A man died and went to heaven. Saint Peter did the orientation tour. He showed him God’s throne. He showed him his mansion. He showed him the pearly gates. As they were walking around, the man noticed a group of people off to the side, away from anyone else. They were singing praise to God and seemed to be having a good time, but they all stayed together away from anyone else. When he asked about this, Peter replied, “Oh, don’t mind them. They are all from the Church of Christ. They just think they are the only ones up here.”

That joke was popular in the 1960’s. There are even places today where people might find it funny (or insulting, depending on what church name you wear). At the risk of being accused of “airing our dirty laundry,” there was a time when that joke may have been accurate. The Church of Christ has a long tradition of legalism.
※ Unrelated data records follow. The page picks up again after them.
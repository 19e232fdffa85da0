//! A module for loading and validating rainflow counting jobs.
//!
//! A job names the input series, the class layout, the hysteresis and the
//! Woehler curve. It is read from YAML, or from TOML when the file ends in
//! `.toml`.

use serde::Deserialize;
use std::fmt;
use std::fs;
use std::path::{Path, PathBuf};

use anyhow::Context;

use crate::class::{ClassParams, CLASS_COUNT_MAX};
use crate::counter::{CounterConfig, ResidualMethod};
use crate::damage::{Flags, WoehlerCurve};
use crate::series::ParseConfig;

/// Represents an error that can occur during validation of configuration data.
#[derive(Debug, Clone, PartialEq)]
pub struct ValidationError {
    message: String,
}

impl ValidationError {
    /// Creates a new `ValidationError` with a given message.
    pub fn new(message: &str) -> ValidationError {
        ValidationError {
            message: message.to_owned(),
        }
    }
}

impl fmt::Display for ValidationError {
    fn fmt(&self, f: &mut fmt::Formatter) -> fmt::Result {
        write!(f, "{}", self.message)
    }
}

impl std::error::Error for ValidationError {}

/// A complete counting job.
#[derive(Debug, Deserialize)]
pub struct JobConfig {
    /// Label copied into the report.
    #[serde(default)]
    pub name: Option<String>,
    pub classes: ClassConfig,
    /// Hysteresis threshold. Defaults to the class width.
    #[serde(default)]
    pub hysteresis: Option<f64>,
    /// Residue treatment at the end of the series.
    #[serde(default)]
    pub residual: ResidualMethod,
    /// What to count per closed cycle.
    #[serde(default)]
    pub count: CountConfig,
    /// Pseudo Woehler curve for damage.
    #[serde(default)]
    pub woehler: WoehlerCurve,
    pub series: SeriesConfig,
}

impl JobConfig {
    /// Validates the entire job.
    pub fn validate(&self) -> Result<(), ValidationError> {
        self.classes.validate()?;
        if let Some(h) = self.hysteresis {
            if !(h >= 0.0 && h.is_finite()) {
                return Err(ValidationError::new(&format!("hysteresis must be 0.0 or greater, got {}", h)));
            }
        }
        self.count.validate()?;
        WoehlerCurve::new(self.woehler.sd, self.woehler.nd, self.woehler.k)
            .map_err(|e| ValidationError::new(&format!("woehler: {}", e)))?;
        self.series.validate()?;
        Ok(())
    }

    /// Counter parameters for this job.
    ///
    /// `range` is the `(max, min)` of the series and is only needed for
    /// automatic classes.
    pub fn counter_config(&self, range: Option<(f64, f64)>) -> anyhow::Result<CounterConfig> {
        let classes = self.classes.params(range)?;
        let hysteresis = self.hysteresis.unwrap_or(classes.width);
        Ok(CounterConfig {
            classes,
            hysteresis,
            flags: self.count.flags(),
            woehler: WoehlerCurve::new(self.woehler.sd, self.woehler.nd, self.woehler.k)?,
        })
    }
}

/// Class layout, either explicit or derived from the data range.
///
/// With `auto: true` the series is scanned once for its extremes and the
/// width and offset are computed so that both extremes fall inside the
/// outer classes.
#[derive(Debug, Deserialize)]
pub struct ClassConfig {
    #[serde(default)]
    pub auto: bool,
    /// Number of classes; 0 only tracks turning points.
    pub count: u32,
    #[serde(default)]
    pub width: Option<f64>,
    #[serde(default)]
    pub offset: Option<f64>,
}

impl ClassConfig {
    /// Validates the `ClassConfig`.
    ///
    /// Explicit layouts need a width when classes are enabled; automatic
    /// layouts must not carry one.
    ///
    /// # Examples
    ///
    /// ```
    /// use rainflow::config::ClassConfig;
    ///
    /// let explicit = ClassConfig { auto: false, count: 4, width: Some(1.0), offset: Some(0.5) };
    /// assert!(explicit.validate().is_ok());
    ///
    /// let missing_width = ClassConfig { auto: false, count: 4, width: None, offset: None };
    /// assert!(missing_width.validate().is_err());
    ///
    /// let auto = ClassConfig { auto: true, count: 100, width: None, offset: None };
    /// assert!(auto.validate().is_ok());
    /// ```
    pub fn validate(&self) -> Result<(), ValidationError> {
        if self.count > CLASS_COUNT_MAX {
            return Err(ValidationError::new(&format!(
                "classes.count must not exceed {}, got {}",
                CLASS_COUNT_MAX, self.count
            )));
        }
        if self.auto {
            if self.width.is_some() || self.offset.is_some() {
                return Err(ValidationError::new("classes.width and classes.offset must be omitted when classes.auto is set"));
            }
            return Ok(());
        }
        if self.count > 0 {
            match self.width {
                Some(w) if w > 0.0 => (),
                _ => return Err(ValidationError::new("classes.width must be greater than 0.0")),
            }
        }
        Ok(())
    }

    pub fn params(&self, range: Option<(f64, f64)>) -> anyhow::Result<ClassParams> {
        if self.auto {
            let (max, min) = range.context("automatic classes need the data range")?;
            return Ok(ClassParams::from_range(max, min, self.count)?);
        }
        Ok(ClassParams::new(
            self.count,
            self.width.unwrap_or(1.0),
            self.offset.unwrap_or(0.0),
        )?)
    }
}

/// Counting selection per closed cycle.
#[derive(Debug, Deserialize)]
pub struct CountConfig {
    #[serde(default = "enabled")]
    pub matrix: bool,
    #[serde(default = "enabled")]
    pub damage: bool,
}

fn enabled() -> bool {
    true
}

impl Default for CountConfig {
    fn default() -> Self {
        CountConfig { matrix: true, damage: true }
    }
}

impl CountConfig {
    pub fn validate(&self) -> Result<(), ValidationError> {
        if !self.matrix && !self.damage {
            return Err(ValidationError::new("count must enable matrix, damage, or both"));
        }
        Ok(())
    }

    pub fn flags(&self) -> Flags {
        let mut flags = Flags::DEFAULT;
        if self.matrix {
            flags = flags | Flags::COUNT_MATRIX;
        }
        if self.damage {
            flags = flags | Flags::COUNT_DAMAGE;
        }
        flags
    }
}

/// Location and layout of the sample file.
#[derive(Debug, Deserialize)]
pub struct SeriesConfig {
    /// Sample file, relative paths are taken from the job file's directory.
    pub path: String,
    #[serde(flatten)]
    pub parse: ParseConfig,
}

impl SeriesConfig {
    pub fn validate(&self) -> Result<(), ValidationError> {
        if self.path.trim().is_empty() {
            return Err(ValidationError::new("series.path must not be empty"));
        }
        self.parse.validate()
    }

    /// Path of the sample file for a job file located in `base`.
    pub fn resolve(&self, base: &Path) -> PathBuf {
        let path = Path::new(self.path.trim());
        if path.is_absolute() {
            path.to_path_buf()
        } else {
            base.join(path)
        }
    }
}

/// Loads a job from a YAML or TOML file.
///
/// # Errors
///
/// This function will return an error if reading or parsing the file fails.
pub fn load_config<P: AsRef<Path>>(config_path: P) -> anyhow::Result<JobConfig> {
    let path = config_path.as_ref();
    let content = fs::read_to_string(path)
        .with_context(|| format!("failed to read job file {}", path.display()))?;
    let is_toml = path.extension().map_or(false, |ext| ext == "toml");
    let config: JobConfig = if is_toml {
        toml::from_str(&content).with_context(|| format!("failed to parse {}", path.display()))?
    } else {
        serde_yaml::from_str(&content).with_context(|| format!("failed to parse {}", path.display()))?
    };
    Ok(config)
}

#[cfg(test)]
mod tests {
    use super::*;

    #[test]
    fn test_load_config() {
        let config_path = "tests/config.yaml";
        let config = load_config(config_path).expect("Failed to load config");
        assert!(config.validate().is_ok(), "Expected Ok(()) but got Err with {:?}", config.validate());
        assert_eq!(config.name.as_deref(), Some("small example"));
        assert_eq!(config.classes.count, 6);
        assert_eq!(config.residual, ResidualMethod::None);
        assert_eq!(config.series.parse.column, 1);
        assert_eq!(config.series.parse.header, 1);

        let counter_config = config.counter_config(None).unwrap();
        assert_eq!(counter_config.classes, ClassParams::new(6, 1.0, 0.5).unwrap());
        assert_eq!(counter_config.hysteresis, 0.99);
        assert_eq!(counter_config.flags, Flags::COUNT_ALL);
    }

    #[test]
    fn test_load_toml_config() {
        let config = load_config("tests/config.toml").expect("Failed to load config");
        assert!(config.validate().is_ok());
        assert!(config.classes.auto);
        assert_eq!(config.residual, ResidualMethod::Ignore);
        assert!(!config.count.matrix);

        // Automatic classes need the range, hysteresis defaults to the width
        assert!(config.counter_config(None).is_err());
        let counter_config = config.counter_config(Some((4.0, 1.0))).unwrap();
        assert_eq!(counter_config.classes.width, 1.0);
        assert_eq!(counter_config.hysteresis, 1.0);
        assert_eq!(counter_config.flags, Flags::COUNT_DAMAGE);
        assert_eq!(counter_config.woehler.k, -3.0);
    }

    #[test]
    fn test_job_validation() {
        let yaml = "
classes:
  count: 4
  width: 1.0
  offset: 0.5
hysteresis: -1.0
series:
  path: data.csv
";
        let config: JobConfig = serde_yaml::from_str(yaml).unwrap();
        assert!(config.validate().is_err());

        let yaml = "
classes:
  auto: true
  count: 4
  width: 2.0
series:
  path: data.csv
";
        let config: JobConfig = serde_yaml::from_str(yaml).unwrap();
        assert!(config.validate().is_err());

        let yaml = "
classes:
  count: 0
count:
  matrix: false
  damage: false
series:
  path: data.csv
";
        let config: JobConfig = serde_yaml::from_str(yaml).unwrap();
        assert_eq!(
            config.validate(),
            Err(ValidationError::new("count must enable matrix, damage, or both"))
        );
    }

    #[test]
    fn test_series_path_resolution() {
        let series = SeriesConfig { path: "series.csv".into(), parse: ParseConfig::default() };
        assert_eq!(series.resolve(Path::new("jobs")), PathBuf::from("jobs/series.csv"));
    }
}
Perhaps from the start certain terms must be defined. Legalism is a word that has long had a negative connotation, in and out of church circles. Certain towns or sections of the United States are known as “speed traps”Without law there is anarchy; and with anarchy there is fear and uncertainty. because the law enforcement officers make no provision for variation from the posted speed limits. Some jurists have a reputation as “hanging judges” because they will not consider mitigating factors in their decisions. In religion, legalism is sometimes defined as a belief that there is right and there is wrong, or there is what is written in scripture and there is what is not written, and there is no room for anything in between. Others might define it as a tendency to condemn other people for what you personally think is wrong. Essentially, then, legalism is defined by each individual based on whether they are “a little liberal, or else a little conservative.” And even that becomes hard to define because a conservative is a person who wants to make me do something I don't want to do; a liberal is a person who wants to do something I don't want him to do.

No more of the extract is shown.